-- GIVEN INFORMATION --

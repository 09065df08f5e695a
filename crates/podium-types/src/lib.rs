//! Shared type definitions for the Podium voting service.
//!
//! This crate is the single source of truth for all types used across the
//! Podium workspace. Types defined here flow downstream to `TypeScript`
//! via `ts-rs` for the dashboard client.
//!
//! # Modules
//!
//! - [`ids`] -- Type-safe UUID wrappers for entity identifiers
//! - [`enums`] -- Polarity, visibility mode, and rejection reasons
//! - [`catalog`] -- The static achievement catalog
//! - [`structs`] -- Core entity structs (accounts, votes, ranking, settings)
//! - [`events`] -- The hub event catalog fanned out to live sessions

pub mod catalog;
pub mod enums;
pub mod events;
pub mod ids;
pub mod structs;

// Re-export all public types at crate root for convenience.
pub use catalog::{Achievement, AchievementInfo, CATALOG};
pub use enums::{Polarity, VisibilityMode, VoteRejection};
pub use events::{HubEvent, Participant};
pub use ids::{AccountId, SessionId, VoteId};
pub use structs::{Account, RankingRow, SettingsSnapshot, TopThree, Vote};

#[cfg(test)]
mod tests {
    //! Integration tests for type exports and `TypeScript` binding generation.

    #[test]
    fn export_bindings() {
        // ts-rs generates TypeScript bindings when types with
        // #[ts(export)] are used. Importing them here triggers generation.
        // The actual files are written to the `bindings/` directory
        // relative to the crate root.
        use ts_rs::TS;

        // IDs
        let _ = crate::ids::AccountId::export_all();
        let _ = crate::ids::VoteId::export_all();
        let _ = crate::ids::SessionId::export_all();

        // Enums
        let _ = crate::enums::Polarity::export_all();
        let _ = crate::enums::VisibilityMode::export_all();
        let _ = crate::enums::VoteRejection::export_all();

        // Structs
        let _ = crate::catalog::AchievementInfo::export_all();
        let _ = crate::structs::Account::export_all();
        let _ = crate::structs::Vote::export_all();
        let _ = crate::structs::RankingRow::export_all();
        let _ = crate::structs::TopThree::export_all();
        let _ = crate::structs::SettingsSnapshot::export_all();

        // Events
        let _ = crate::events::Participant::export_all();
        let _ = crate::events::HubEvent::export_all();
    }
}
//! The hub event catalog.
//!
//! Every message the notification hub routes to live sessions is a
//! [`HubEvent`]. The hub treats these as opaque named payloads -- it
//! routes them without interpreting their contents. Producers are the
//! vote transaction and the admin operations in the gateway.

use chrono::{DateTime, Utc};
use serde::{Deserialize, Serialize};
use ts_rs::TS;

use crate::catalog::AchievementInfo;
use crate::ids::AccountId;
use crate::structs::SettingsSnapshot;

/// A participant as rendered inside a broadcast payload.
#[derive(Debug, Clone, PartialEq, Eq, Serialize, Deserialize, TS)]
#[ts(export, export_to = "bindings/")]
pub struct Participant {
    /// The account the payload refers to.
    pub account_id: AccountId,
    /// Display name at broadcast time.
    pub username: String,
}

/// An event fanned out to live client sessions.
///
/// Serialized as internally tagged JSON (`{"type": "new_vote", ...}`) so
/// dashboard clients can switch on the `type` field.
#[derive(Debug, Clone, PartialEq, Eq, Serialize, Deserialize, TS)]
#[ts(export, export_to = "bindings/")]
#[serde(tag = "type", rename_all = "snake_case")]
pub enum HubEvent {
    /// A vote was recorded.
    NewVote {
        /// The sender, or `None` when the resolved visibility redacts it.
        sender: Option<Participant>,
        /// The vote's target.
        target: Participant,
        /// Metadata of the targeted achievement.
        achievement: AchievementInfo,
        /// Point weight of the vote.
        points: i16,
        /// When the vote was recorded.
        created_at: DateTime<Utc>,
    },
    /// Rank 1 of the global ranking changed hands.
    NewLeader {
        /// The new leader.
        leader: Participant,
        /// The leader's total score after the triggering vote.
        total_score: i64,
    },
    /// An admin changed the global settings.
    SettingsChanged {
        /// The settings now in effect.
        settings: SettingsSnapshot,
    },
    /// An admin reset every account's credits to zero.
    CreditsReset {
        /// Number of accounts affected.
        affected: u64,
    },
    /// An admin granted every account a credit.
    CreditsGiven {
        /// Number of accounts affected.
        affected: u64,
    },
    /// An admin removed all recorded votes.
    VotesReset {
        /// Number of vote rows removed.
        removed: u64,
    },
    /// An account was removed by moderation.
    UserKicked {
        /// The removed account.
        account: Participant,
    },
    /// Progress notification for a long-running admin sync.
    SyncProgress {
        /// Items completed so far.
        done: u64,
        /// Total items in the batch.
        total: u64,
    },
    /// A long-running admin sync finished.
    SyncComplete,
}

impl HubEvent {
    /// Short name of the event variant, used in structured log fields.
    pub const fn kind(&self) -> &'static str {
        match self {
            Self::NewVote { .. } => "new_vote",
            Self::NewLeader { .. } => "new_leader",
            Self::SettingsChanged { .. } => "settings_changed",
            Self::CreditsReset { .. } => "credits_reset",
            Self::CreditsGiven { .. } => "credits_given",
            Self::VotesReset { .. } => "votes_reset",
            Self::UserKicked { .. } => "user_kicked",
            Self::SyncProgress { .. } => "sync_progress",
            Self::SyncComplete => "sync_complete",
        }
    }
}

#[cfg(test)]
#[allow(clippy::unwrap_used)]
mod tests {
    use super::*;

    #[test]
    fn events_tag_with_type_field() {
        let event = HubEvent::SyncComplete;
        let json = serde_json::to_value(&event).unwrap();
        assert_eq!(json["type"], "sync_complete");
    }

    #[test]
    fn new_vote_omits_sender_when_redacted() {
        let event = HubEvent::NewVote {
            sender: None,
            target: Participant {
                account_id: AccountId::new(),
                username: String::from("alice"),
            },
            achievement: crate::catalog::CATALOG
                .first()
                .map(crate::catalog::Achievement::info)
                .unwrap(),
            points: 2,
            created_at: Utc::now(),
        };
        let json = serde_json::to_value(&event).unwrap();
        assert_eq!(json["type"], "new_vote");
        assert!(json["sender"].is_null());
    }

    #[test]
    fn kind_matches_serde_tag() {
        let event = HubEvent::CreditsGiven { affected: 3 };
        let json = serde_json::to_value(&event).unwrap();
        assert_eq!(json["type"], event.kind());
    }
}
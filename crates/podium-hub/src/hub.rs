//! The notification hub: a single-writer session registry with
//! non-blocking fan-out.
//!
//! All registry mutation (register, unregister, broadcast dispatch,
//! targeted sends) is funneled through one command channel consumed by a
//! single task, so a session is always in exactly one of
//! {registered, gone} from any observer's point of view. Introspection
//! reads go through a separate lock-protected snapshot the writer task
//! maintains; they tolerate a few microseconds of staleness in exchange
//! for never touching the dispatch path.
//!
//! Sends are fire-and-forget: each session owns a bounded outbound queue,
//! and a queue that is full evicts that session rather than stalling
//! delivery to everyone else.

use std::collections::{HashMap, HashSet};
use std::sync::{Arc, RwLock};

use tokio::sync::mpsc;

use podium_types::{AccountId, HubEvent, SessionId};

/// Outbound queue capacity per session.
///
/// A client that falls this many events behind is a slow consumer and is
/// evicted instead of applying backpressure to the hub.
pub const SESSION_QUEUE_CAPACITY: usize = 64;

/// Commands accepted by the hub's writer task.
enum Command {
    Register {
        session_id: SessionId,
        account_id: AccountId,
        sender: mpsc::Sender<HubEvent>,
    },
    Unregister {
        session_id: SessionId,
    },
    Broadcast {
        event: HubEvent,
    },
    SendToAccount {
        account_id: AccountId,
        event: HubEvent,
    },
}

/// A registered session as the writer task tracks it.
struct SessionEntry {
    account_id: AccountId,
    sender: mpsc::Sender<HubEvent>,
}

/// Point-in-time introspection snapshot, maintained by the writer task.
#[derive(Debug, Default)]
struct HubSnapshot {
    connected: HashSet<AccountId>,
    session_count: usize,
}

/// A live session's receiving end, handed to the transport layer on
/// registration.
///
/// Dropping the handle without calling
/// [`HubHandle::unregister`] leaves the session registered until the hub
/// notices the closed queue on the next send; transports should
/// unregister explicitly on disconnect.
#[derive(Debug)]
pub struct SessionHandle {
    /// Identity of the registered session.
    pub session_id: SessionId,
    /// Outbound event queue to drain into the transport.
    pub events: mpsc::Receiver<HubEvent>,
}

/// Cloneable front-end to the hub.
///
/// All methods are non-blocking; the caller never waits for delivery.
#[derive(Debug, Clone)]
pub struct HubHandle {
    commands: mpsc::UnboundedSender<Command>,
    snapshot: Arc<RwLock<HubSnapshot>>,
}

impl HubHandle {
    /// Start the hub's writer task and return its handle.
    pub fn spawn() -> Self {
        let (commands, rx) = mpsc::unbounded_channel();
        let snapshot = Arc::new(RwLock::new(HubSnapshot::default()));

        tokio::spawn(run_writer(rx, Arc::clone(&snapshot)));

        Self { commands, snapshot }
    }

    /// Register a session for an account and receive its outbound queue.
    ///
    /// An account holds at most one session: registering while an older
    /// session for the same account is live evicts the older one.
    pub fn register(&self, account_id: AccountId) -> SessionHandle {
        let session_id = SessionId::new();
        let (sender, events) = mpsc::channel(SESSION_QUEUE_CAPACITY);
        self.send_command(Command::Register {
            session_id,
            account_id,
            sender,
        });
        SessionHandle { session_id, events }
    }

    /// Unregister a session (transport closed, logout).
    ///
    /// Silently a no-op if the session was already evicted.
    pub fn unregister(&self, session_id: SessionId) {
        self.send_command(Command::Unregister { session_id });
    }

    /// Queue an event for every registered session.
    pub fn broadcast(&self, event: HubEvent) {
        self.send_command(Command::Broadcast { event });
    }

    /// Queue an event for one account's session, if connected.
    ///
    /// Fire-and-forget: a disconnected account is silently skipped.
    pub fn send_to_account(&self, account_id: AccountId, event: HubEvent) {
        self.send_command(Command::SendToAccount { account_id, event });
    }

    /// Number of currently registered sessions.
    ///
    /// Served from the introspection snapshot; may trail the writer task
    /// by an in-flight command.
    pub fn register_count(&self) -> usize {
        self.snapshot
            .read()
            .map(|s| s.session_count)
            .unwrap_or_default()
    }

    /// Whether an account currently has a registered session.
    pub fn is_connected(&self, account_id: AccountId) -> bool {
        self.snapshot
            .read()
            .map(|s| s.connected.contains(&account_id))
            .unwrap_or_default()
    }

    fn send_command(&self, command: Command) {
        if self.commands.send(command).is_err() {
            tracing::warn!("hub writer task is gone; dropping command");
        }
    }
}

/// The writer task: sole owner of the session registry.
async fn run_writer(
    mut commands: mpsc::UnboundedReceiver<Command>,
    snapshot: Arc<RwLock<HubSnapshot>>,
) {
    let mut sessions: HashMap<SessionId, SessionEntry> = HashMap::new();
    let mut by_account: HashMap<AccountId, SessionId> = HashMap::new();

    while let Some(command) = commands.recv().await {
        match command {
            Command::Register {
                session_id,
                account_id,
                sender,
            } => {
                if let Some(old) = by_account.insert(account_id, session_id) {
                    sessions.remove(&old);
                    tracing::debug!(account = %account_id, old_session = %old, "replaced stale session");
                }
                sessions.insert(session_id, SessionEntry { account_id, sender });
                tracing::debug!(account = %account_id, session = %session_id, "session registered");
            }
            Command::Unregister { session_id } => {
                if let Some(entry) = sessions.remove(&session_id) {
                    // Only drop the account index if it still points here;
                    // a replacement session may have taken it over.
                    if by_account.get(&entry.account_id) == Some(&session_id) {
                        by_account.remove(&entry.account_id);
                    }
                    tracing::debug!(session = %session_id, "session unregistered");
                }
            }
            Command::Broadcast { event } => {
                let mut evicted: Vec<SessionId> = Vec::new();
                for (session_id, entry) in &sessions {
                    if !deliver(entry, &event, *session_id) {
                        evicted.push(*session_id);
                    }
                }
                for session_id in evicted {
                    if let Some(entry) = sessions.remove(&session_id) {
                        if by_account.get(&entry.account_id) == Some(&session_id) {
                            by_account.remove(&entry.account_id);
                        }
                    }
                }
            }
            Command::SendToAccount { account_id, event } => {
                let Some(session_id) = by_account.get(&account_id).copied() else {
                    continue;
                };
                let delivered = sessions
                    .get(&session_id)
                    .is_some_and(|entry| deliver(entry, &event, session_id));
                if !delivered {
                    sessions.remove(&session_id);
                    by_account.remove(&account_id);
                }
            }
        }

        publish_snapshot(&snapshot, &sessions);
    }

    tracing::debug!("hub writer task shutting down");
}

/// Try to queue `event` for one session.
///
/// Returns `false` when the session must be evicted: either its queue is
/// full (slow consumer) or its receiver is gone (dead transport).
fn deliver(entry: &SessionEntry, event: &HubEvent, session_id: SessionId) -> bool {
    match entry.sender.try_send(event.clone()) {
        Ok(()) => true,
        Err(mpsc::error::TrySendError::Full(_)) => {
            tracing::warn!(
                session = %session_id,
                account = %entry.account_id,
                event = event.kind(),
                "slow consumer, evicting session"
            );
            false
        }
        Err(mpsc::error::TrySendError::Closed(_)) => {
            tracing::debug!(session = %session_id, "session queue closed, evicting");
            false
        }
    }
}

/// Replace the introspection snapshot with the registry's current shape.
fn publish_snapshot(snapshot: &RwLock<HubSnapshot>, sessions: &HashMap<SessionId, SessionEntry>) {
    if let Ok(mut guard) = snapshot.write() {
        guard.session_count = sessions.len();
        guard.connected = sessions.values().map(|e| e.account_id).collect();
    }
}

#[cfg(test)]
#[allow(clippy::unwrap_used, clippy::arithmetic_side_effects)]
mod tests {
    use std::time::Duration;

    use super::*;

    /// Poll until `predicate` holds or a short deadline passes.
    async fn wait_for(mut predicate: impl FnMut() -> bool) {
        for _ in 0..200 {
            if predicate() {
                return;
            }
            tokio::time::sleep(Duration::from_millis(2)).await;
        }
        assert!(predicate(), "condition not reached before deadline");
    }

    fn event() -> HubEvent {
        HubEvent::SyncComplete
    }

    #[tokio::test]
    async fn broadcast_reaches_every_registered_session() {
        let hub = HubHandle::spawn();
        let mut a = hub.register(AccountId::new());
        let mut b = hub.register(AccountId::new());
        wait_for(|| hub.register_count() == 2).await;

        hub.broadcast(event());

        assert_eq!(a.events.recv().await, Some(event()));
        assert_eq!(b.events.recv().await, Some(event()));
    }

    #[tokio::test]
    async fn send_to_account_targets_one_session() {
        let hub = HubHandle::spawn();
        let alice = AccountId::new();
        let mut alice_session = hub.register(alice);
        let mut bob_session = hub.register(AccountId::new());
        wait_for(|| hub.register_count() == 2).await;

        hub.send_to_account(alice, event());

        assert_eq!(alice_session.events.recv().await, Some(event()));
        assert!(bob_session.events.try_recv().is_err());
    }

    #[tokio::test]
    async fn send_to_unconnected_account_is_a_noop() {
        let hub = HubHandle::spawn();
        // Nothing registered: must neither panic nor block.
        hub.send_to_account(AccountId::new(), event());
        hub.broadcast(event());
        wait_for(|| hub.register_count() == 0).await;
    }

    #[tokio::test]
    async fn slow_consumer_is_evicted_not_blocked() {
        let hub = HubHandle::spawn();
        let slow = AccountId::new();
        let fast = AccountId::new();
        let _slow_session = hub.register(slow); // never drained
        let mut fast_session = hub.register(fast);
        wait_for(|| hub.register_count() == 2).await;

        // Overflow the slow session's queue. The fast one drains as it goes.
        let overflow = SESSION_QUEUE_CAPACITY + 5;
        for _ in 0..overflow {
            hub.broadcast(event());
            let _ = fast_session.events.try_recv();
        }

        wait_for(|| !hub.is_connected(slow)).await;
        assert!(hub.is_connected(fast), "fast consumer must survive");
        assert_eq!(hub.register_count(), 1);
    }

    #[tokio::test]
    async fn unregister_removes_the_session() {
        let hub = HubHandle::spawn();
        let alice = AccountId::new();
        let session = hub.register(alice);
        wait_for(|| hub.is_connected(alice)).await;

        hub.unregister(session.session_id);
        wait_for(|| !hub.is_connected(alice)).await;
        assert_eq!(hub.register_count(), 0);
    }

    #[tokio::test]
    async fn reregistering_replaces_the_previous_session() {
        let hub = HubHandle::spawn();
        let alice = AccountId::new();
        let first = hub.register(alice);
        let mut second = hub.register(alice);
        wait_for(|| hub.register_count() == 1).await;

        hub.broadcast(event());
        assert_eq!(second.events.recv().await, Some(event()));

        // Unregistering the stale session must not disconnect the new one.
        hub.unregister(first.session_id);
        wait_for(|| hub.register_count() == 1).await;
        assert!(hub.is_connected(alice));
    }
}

--

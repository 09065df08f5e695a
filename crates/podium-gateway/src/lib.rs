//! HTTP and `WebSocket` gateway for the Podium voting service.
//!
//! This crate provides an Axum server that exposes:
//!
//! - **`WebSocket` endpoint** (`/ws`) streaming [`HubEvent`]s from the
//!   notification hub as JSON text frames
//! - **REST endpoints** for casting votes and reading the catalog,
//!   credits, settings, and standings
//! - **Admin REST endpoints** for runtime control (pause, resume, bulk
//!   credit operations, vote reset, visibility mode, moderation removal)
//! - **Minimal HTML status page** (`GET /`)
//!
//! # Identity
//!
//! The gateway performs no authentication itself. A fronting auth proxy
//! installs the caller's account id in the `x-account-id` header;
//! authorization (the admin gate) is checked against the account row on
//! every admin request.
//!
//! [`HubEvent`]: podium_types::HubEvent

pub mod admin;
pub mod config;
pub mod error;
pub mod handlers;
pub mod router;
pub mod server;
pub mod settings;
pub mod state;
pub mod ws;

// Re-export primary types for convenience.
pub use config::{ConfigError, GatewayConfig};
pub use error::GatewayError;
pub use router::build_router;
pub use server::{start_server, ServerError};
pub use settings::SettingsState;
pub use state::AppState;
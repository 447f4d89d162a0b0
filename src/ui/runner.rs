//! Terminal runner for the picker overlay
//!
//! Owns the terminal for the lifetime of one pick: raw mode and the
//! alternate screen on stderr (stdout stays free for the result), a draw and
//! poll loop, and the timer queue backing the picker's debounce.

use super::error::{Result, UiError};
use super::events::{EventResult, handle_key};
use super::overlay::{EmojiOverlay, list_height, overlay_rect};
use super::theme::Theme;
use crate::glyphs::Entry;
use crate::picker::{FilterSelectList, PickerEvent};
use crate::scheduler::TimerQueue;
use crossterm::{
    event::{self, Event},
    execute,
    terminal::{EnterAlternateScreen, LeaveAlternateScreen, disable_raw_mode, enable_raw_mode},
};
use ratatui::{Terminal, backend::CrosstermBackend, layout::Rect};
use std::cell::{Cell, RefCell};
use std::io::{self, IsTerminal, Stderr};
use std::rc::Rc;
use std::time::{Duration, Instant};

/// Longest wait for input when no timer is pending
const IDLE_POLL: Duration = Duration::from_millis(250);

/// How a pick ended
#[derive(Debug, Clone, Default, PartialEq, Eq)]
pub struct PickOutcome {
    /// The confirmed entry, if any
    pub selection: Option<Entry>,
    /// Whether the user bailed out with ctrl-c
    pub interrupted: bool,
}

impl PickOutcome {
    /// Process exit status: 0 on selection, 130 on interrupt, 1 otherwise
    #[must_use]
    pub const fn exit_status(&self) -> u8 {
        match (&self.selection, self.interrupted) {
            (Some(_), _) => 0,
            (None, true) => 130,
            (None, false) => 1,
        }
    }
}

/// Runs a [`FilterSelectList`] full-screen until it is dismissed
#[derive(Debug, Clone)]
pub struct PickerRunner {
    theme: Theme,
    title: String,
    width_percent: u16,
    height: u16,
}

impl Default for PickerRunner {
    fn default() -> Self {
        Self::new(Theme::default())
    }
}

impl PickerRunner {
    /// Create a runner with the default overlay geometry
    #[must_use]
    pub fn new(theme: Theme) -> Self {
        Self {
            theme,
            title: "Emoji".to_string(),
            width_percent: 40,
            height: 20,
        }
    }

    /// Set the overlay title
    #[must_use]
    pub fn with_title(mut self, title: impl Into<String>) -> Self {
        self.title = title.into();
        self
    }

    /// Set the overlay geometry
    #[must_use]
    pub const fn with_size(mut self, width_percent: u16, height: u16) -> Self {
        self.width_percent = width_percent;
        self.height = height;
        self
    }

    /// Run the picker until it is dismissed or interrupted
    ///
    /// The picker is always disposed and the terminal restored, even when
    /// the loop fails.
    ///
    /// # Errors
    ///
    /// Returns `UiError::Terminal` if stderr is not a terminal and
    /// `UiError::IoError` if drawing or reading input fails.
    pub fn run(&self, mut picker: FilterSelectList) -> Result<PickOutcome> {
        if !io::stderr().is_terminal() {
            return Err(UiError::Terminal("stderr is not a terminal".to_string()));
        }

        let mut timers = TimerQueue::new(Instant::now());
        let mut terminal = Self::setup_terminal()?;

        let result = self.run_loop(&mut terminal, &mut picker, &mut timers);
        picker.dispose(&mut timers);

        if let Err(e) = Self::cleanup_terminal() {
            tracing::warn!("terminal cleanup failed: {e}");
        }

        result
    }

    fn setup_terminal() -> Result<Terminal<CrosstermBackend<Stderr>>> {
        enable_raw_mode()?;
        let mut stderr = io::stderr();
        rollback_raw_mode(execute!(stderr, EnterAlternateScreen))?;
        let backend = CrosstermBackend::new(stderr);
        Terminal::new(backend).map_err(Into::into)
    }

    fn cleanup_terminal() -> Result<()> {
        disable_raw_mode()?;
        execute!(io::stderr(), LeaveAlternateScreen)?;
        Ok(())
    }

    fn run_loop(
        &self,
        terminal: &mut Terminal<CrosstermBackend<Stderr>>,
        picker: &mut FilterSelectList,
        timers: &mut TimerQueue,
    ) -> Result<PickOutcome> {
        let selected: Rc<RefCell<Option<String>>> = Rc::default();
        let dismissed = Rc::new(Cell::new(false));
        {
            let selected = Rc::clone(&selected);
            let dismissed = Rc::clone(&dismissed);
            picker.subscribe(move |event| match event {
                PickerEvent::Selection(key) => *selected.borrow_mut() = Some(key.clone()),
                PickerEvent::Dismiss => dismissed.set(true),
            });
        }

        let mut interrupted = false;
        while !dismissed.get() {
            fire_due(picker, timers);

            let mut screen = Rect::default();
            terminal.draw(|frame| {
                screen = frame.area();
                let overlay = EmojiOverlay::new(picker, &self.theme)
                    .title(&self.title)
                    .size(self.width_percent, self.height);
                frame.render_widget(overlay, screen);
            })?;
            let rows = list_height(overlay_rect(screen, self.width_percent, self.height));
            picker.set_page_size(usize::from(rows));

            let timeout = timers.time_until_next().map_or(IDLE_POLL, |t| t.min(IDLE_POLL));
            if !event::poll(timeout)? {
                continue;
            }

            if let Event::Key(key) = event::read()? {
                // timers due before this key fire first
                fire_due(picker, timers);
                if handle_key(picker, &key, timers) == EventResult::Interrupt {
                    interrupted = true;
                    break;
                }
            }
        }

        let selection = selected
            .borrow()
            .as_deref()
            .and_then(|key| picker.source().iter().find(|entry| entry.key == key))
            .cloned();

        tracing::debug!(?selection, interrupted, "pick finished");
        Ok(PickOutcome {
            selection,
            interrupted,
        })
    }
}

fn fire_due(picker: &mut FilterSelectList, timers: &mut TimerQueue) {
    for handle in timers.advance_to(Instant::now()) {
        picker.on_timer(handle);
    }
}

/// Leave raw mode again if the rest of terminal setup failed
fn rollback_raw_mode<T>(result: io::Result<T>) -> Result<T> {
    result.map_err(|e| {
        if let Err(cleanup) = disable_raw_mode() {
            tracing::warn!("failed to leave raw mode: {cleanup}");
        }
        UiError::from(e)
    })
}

--

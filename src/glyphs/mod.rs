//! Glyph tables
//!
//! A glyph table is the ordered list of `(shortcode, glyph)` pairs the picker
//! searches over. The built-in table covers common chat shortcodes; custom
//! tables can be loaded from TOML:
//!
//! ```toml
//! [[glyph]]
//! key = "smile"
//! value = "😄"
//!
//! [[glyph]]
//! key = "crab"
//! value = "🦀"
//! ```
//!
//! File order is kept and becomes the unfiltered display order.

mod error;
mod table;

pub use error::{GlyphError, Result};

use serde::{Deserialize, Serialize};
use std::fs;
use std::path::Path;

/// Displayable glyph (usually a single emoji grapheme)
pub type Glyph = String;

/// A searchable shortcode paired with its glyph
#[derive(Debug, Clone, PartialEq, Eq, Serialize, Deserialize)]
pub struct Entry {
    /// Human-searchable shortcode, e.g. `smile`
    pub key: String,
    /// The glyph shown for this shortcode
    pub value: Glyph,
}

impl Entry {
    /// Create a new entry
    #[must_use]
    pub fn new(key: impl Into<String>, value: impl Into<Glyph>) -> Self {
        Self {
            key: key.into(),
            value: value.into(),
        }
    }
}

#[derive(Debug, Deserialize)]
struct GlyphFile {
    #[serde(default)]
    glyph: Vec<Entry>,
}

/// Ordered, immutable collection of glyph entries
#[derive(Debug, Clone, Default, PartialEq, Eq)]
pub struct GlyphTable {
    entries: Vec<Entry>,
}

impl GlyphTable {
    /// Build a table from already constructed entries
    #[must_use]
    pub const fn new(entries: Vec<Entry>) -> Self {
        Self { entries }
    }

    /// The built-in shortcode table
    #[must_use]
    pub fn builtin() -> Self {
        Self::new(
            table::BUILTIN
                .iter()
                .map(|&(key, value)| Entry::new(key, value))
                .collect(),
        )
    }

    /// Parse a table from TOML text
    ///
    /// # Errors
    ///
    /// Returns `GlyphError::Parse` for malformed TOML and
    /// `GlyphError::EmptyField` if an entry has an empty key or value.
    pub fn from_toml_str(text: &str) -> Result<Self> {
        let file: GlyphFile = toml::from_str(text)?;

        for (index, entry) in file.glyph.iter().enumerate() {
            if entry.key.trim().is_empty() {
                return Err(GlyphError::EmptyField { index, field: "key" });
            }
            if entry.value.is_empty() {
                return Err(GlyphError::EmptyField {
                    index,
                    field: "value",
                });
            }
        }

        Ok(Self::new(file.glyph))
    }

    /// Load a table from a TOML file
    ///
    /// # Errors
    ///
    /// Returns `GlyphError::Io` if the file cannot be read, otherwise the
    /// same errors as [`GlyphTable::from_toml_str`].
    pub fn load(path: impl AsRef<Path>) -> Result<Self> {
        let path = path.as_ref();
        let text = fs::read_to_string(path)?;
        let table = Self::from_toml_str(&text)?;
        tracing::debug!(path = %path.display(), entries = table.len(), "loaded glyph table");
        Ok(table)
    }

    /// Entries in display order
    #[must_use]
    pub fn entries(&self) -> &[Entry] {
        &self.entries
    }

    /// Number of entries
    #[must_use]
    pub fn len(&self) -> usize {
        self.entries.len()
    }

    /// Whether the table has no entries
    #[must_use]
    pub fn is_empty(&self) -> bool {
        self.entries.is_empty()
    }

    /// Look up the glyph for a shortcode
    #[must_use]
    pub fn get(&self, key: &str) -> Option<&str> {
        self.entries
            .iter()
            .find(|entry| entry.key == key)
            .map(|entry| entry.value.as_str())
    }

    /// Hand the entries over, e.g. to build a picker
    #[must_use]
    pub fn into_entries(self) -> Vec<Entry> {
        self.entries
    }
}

-- TASK TO CARRY OUT --
Please copy every line of the material that contains the word "Instant".

-- YOUR SOLUTION --
use std::time::{Duration, Instant};
        let mut timers = TimerQueue::new(Instant::now());
    for handle in timers.advance_to(Instant::now()) {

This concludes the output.